I'm listing the steps/issues involved. They worked for me, but I can't vouch that they are 100% correct
0) check if there could be cyclic shared pointers. If so, can this lead to memory leak? I my case, luckily, cycles need not be broken because if I had a cycle, the objects in the cycle are useful and should not be destroyed. use weak pointers to break cycles
1) you need to replace "most" X*
with shared_ptr<X>
. A shared_ptr is (only?) created immediately after every dynamic allocation of X . At all other times, it is copy constructed , or constructed with an empty pointer(to signal NULL) . To be safe (but a bit inefficient), pass these shared_ptrs only by reference . Anyways, it's likely that you never passed your pointers by reference to begin with => no additional change is required
2) you might have used dynamic_cast<X*>(y)
at some places. replace that with
dynamic_pointer_cast<X>(y)
3) wherever you passed NULL
(eg. to signal that a computation failed), pass an empty shared pointer.

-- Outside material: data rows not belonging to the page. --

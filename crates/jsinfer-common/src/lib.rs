//! Shared plumbing for the jsinfer workspace.
//!
//! Currently this is the string interner. Property names, symbol names, and
//! operator spellings all flow through [`Atom`] so that the hot comparison
//! paths in the solver are integer comparisons.

pub mod interner;

pub use interner::{Atom, intern};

4) remove all delete statements for the concerned types
5) make your base class B inherit from enable_shared_from_this<B>
. Then wherever you passed this
, pass, shared_from_this()
. You might have to do static casting if the function expected a derived type . keep in mind that when you call shared_from_this()
, some shared_ptr
must already be owning this
. In particular, don't call shared_from_this()
in constructor of the class
I'm sure one could semi-automate this process to get a semantically equivalent but not necessarily very-efficient code. The programmer probably only needs to reason about cyclic reference(if any).
I used regexes a lot in many of these steps. It took about 3-4 hours. The code compiles and has executed correctly so far.